Now, he cries up his Viet Nam service - Kerry is the one who made Viet Nam a campaign issue. His ads and other campaign materials make frequent mention of it. The people he dishonored don't like it.

I can't blame them.

First, he EARNED those medals and ribbons.

Who did he dishonor?

A country that used CHEMICAL WEAPONS illegally and poisoned there own men with those chemicals and then refused to treat them in VA hospitals?

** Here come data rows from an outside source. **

//! # Neo Codec
//!
//! Binary serialization for Neo N3 data structures.
//!
//! ## Overview
//!
//! The neo_codec module implements the byte-exact wire format Neo nodes
//! expect: little-endian integers, the canonical 1/3/5/9-byte var-int
//! family, var-bytes/var-string/var-array framing, and the
//! [`NeoSerializable`] trait every protocol structure implements. Hashes
//! serialize in little-endian order, the reverse of their display form.

pub use binary_decoder::*;
pub use binary_encoder::*;
pub use encode::*;
pub use error::*;

mod binary_decoder;
mod binary_encoder;
mod encode;
mod error;
use thiserror::Error;

/// Errors raised while encoding or decoding Neo binary structures.
#[derive(Error, Debug, Clone, PartialEq, Eq)]
pub enum CodecError {
	/// A read ran past the end of the input buffer.
	#[error("Truncated input: needed {needed} more byte(s)")]
	Truncated { needed: usize },

	/// A var-int announced a length larger than the remaining input.
	#[error("Malformed length: {0}")]
	MalformedLength(String),

	#[error("Invalid encoding: {0}")]
	InvalidEncoding(String),

	#[error("Invalid op code")]
	InvalidOpCode,

	#[error("Invalid format")]
	InvalidFormat,

	#[error("Unexpected value: {0}")]
	UnexpectedValue(String),
}
use primitive_types::{H160, H256};

use crate::codec::{CodecError, Decoder, Encoder};

/// Structures that serialize to and from the Neo wire format.
///
/// `encode` must emit exactly `size()` bytes; `decode` is its inverse.
pub trait NeoSerializable {
	type Error: std::error::Error + From<CodecError>;

	fn size(&self) -> usize;

	fn encode(&self, writer: &mut Encoder);

	fn decode(reader: &mut Decoder) -> Result<Self, Self::Error>
	where
		Self: Sized;

	fn to_array(&self) -> Vec<u8> {
		let mut writer = Encoder::new();
		self.encode(&mut writer);
		writer.into_bytes()
	}

	fn from_bytes(bytes: &[u8]) -> Result<Self, Self::Error>
	where
		Self: Sized,
	{
		let mut reader = Decoder::new(bytes);
		Self::decode(&mut reader)
	}
}

/// Number of bytes the var-int prefix for `value` occupies.
pub fn var_size(value: u64) -> usize {
	if value < 0xFD {
		1
	} else if value <= 0xFFFF {
		3
	} else if value <= 0xFFFF_FFFF {
		5
	} else {
		9
	}
}

/// Serialized size of a value including its var-int length prefix.
pub trait VarSizeTrait {
	fn var_size(&self) -> usize;
}

impl<T: NeoSerializable> VarSizeTrait for Vec<T> {
	fn var_size(&self) -> usize {
		var_size(self.len() as u64) + self.iter().map(|item| item.size()).sum::<usize>()
	}
}

impl<T: NeoSerializable> VarSizeTrait for [T] {
	fn var_size(&self) -> usize {
		var_size(self.len() as u64) + self.iter().map(|item| item.size()).sum::<usize>()
	}
}

impl VarSizeTrait for Vec<u8> {
	fn var_size(&self) -> usize {
		var_size(self.len() as u64) + self.len()
	}
}

impl VarSizeTrait for [u8] {
	fn var_size(&self) -> usize {
		var_size(self.len() as u64) + self.len()
	}
}

impl VarSizeTrait for String {
	fn var_size(&self) -> usize {
		var_size(self.len() as u64) + self.len()
	}
}

// Hashes travel in little-endian byte order on the wire, the reverse of
// their big-endian in-memory and display form.

impl NeoSerializable for H160 {
	type Error = CodecError;

	fn size(&self) -> usize {
		20
	}

	fn encode(&self, writer: &mut Encoder) {
		let mut bytes = self.0;
		bytes.reverse();
		writer.write_bytes(&bytes);
	}

	fn decode(reader: &mut Decoder) -> Result<Self, Self::Error> {
		let mut bytes: [u8; 20] =
			reader.read_bytes(20)?.try_into().map_err(|_| CodecError::InvalidFormat)?;
		bytes.reverse();
		Ok(H160(bytes))
	}
}

impl NeoSerializable for H256 {
	type Error = CodecError;

	fn size(&self) -> usize {
		32
	}

	fn encode(&self, writer: &mut Encoder) {
		let mut bytes = self.0;
		bytes.reverse();
		writer.write_bytes(&bytes);
	}

	fn decode(reader: &mut Decoder) -> Result<Self, Self::Error> {
		let mut bytes: [u8; 32] =
			reader.read_bytes(32)?.try_into().map_err(|_| CodecError::InvalidFormat)?;
		bytes.reverse();
		Ok(H256(bytes))
	}
}

#[cfg(test)]
mod tests {
	use super::*;

	#[test]
	fn test_var_size() {
		assert_eq!(var_size(0), 1);
		assert_eq!(var_size(0xFC), 1);
		assert_eq!(var_size(0xFD), 3);
		assert_eq!(var_size(0xFFFF), 3);
		assert_eq!(var_size(0x10000), 5);
		assert_eq!(var_size(0xFFFF_FFFF), 5);
		assert_eq!(var_size(0x1_0000_0000), 9);
	}

	#[test]
	fn test_h160_round_trip_reverses_once() {
		let hash = H160::from_slice(&hex::decode("23ba2703c53263e8d6e522dc32203339dcd8eee9").unwrap());
		let encoded = hash.to_array();
		assert_eq!(encoded, hex::decode("e9eed8dc39332032dc22e5d6e86332c50327ba23").unwrap());
		assert_eq!(H160::from_bytes(&encoded).unwrap(), hash);
	}

	#[test]
	fn test_h256_round_trip() {
		let hash = H256::from_slice(
			&hex::decode("b386ed90c0fd6f44f673e100c39bd09a0a2b26e4c9b4e08dbbfc91e2ebf243b9")
				.unwrap(),
		);
		assert_eq!(H256::from_bytes(&hash.to_array()).unwrap(), hash);
	}
}
use thiserror::Error;

use crate::{
	builder::BuilderError, codec::CodecError, crypto::CryptoError, neo_clients::ProviderError,
	neo_types::StackItem,
};

/// Errors raised while building, signing or submitting transactions.
#[derive(Error, Debug)]
pub enum TransactionError {
	#[error("Transaction configuration: {0}")]
	TransactionConfiguration(String),

	#[error("Illegal state: {0}")]
	IllegalState(String),

	#[error("Script format: {0}")]
	ScriptFormat(String),

	#[error("The transaction requires at least one signer")]
	NoSigners,

	#[error("Transaction signers must be unique by account")]
	DuplicateSigner,

	#[error("A transaction takes at most 16 signers")]
	TooManySigners,

	#[error("The transaction has no script")]
	NoScript,

	#[error("The transaction script is empty")]
	EmptyScript,

	#[error("validUntilBlock must be greater than zero")]
	InvalidBlock,

	#[error("Transaction too large: {size} bytes (max {max})")]
	TooLarge { size: usize, max: usize },

	#[error("The dry run ended in FAULT: {exception}")]
	InvocationFault { exception: String, stack: Vec<StackItem> },

	#[error(transparent)]
	Builder(#[from] BuilderError),

	#[error(transparent)]
	Codec(#[from] CodecError),

	#[error(transparent)]
	Crypto(#[from] CryptoError),

	#[error(transparent)]
	Provider(#[from] ProviderError),
}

Generals like Westmoreland to whom the battle was to be won no matter the cost only to turn around and say, "ok we won have the hill back."?

Military industrial companies like Dow (makers of Agent Orange), Boeing, McDonnell Douglass, for whom they made millions and kept the war machine moving by using lobbyists and payoffs?

I know he dishonored a President who had people break into Watergate and ordered Governor James Rhodes to call out the National Guard on a University demonstration in Ohio.... It was called KENT STATE and people lost their lives for pecefully demonstrating against that noble government and its war.

Or did he dishonor the FBI and the secret lists they kept of people who demonstrated and labelled them as non-patriots?

Or did he dishonor the men who committed these attrocities yet believed that the military like the NYC police department had a code of silence and was to turn a blind eye from the evils we were doing?

Or did he HONOR the US by bringing forth (what MANY 'Nam vets) brought forth and that was the negligence of the leaders and he questioned the government and wanted this country to do better.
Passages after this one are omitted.